Belle étape aujourd’hui, presque alpine ; les crampons en avaient marre d’être trimbalés depuis déjà 4 jours, alors on leur a fait une petite sortie pour passer du vallon de Demandols au Bolofré. Le piolet en a aussi profité, ça permet de faire des révisions : "Eh, Coco, un piolet ça se plante" – "Mais, Nico, on va pas tomber là !". Trois sommets pour le prix d’un, un pique-nique qui se prolonge au soleil, le tout en bonne compagnie : on peut l’aimer la vie…

(0) Si quelqu’un a quelque chose contre les réchauds à alcool (lent, lourd, peu efficace, ringard), on peut s’expliquer : je propose un défi par -10 °C avec un petit vent ; au pire on sera ex-aequo, au mieux j’aurai le plaisir de vous offrir le thé. La dernière fois c’est moi qui ai gagné.

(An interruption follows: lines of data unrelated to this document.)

//! DDA grid traversal
//!
//! One ray per screen column walks the tile grid cell-by-cell, stepping
//! along whichever axis has the smaller accumulated side distance, until
//! it hits a wall tile or leaves the map. Leaving the map counts as an
//! implicit wall hit so the traversal always terminates.

use crate::world::TileMap;
use super::math::Vec2;

/// Which grid-line orientation a ray hit. Y-side hits are drawn darker
/// for cheap two-tone lighting, and the side picks the texture flip.
#[derive(Debug, Clone, Copy, PartialEq, Eq)]
pub enum Side {
    X,
    Y,
}

/// Result of one cast
#[derive(Debug, Clone, Copy, PartialEq)]
pub struct RayHit {
    /// Perpendicular distance to the hit, projected on the camera
    /// forward axis (not Euclidean) to avoid fisheye distortion.
    pub perp_dist: f32,
    pub side: Side,
    /// Tile code of the wall hit; 0 when the ray exited the map
    pub tile: u8,
    /// Fractional hit position along the wall face, in [0, 1)
    pub wall_x: f32,
}

/// Cast a single ray. Pure function of the map, origin and direction:
/// repeated calls with the same inputs return the same hit.
///
/// Axis-aligned rays need no special casing: `1 + (other/this)^2` is
/// infinite for the degenerate axis, so that axis simply never steps.
pub fn raycast(map: &TileMap, origin: Vec2, dir: Vec2) -> RayHit {
    let mut map_x = origin.x.floor() as i32;
    let mut map_y = origin.y.floor() as i32;

    let delta_x = (1.0 + (dir.y / dir.x) * (dir.y / dir.x)).sqrt();
    let delta_y = (1.0 + (dir.x / dir.y) * (dir.x / dir.y)).sqrt();

    let (step_x, mut side_x) = if dir.x < 0.0 {
        (-1, (origin.x - map_x as f32) * delta_x)
    } else {
        (1, (map_x as f32 + 1.0 - origin.x) * delta_x)
    };
    let (step_y, mut side_y) = if dir.y < 0.0 {
        (-1, (origin.y - map_y as f32) * delta_y)
    } else {
        (1, (map_y as f32 + 1.0 - origin.y) * delta_y)
    };

    let mut side = Side::X;
    loop {
        if side_x < side_y {
            side_x += delta_x;
            map_x += step_x;
            side = Side::X;
        } else {
            side_y += delta_y;
            map_y += step_y;
            side = Side::Y;
        }

        match map.tile(map_x, map_y) {
            Some(tile) if tile > 0 => {
                return finish(origin, dir, side, side_x, side_y, delta_x, delta_y, tile);
            }
            Some(_) => {}
            // Exited the map: implicit wall so the walk terminates
            None => {
                return finish(origin, dir, side, side_x, side_y, delta_x, delta_y, 0);
            }
        }
    }
}

#[allow(clippy::too_many_arguments)]
fn finish(
    origin: Vec2,
    dir: Vec2,
    side: Side,
    side_x: f32,
    side_y: f32,
    delta_x: f32,
    delta_y: f32,
    tile: u8,
) -> RayHit {
    // The side distance has already stepped past the hit boundary;
    // backing out one delta gives the perpendicular distance without
    // dividing by a possibly-zero direction component.
    let perp_dist = match side {
        Side::X => side_x - delta_x,
        Side::Y => side_y - delta_y,
    };
    let wall_x = match side {
        Side::X => origin.y + perp_dist * dir.y,
        Side::Y => origin.x + perp_dist * dir.x,
    };
    RayHit {
        perp_dist,
        side,
        tile,
        wall_x: wall_x - wall_x.floor(),
    }
}

#[cfg(test)]
mod tests {
    use super::*;
    use crate::world::TileMap;

    fn walled_box() -> TileMap {
        // 8x8 border of walls, open inside
        TileMap::generate(8, 8, |x, y, w, h| {
            x == 0 || y == 0 || x == w - 1 || y == h - 1
        })
    }

    #[test]
    fn test_hits_east_wall() {
        let map = walled_box();
        let hit = raycast(&map, Vec2::new(4.5, 4.5), Vec2::new(1.0, 0.0));
        assert_eq!(hit.side, Side::X);
        assert!(hit.tile > 0);
        // Wall face of tile x=7 is at x=7.0, so distance is 2.5
        assert!((hit.perp_dist - 2.5).abs() < 1e-4);
    }

    #[test]
    fn test_axis_aligned_vertical_ray() {
        let map = walled_box();
        let hit = raycast(&map, Vec2::new(4.5, 4.5), Vec2::new(0.0, -1.0));
        assert_eq!(hit.side, Side::Y);
        assert!((hit.perp_dist - 3.5).abs() < 1e-4);
    }

    #[test]
    fn test_deterministic() {
        let map = walled_box();
        let origin = Vec2::new(2.25, 5.75);
        let dir = Vec2::new(0.6, -0.8);
        let a = raycast(&map, origin, dir);
        let b = raycast(&map, origin, dir);
        assert_eq!(a, b);
    }

    #[test]
    fn test_open_map_terminates_as_implicit_wall() {
        let map = TileMap::from_tiles(4, 4, vec![0; 16]);
        let hit = raycast(&map, Vec2::new(2.0, 2.0), Vec2::new(0.7, 0.3));
        assert_eq!(hit.tile, 0);
        assert!(hit.perp_dist.is_finite());
    }
}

C’est déjà notre quatrième jour de raid, le titre c’est "Nice-Briançon à ski", en tout cas c’est pour ça qu’on a signé. C’est presque un peu pompeux comme nom, ça veut surtout dire qu’on va traverser le Mercantour, l’Ubaye et le Queyras.
Nice on n’y est même pas allé, faut dire qu’il n’y avait pas de neige et comme on a horreur du portage on a préféré se faire déposer au premier point skiable d’où on peut définitivement quitter la civilisation. Définitivement, ça signifie une semaine, c’est déjà pas mal, non ?
Briançon, c’est déjà plus véridique comme arrivée. On aurait pu l’atteindre sans moyens mécaniques, mais avouons que le stop c’est nettement plus rapide et efficace que 10 km en coques le nez dans les gaz d’échappements.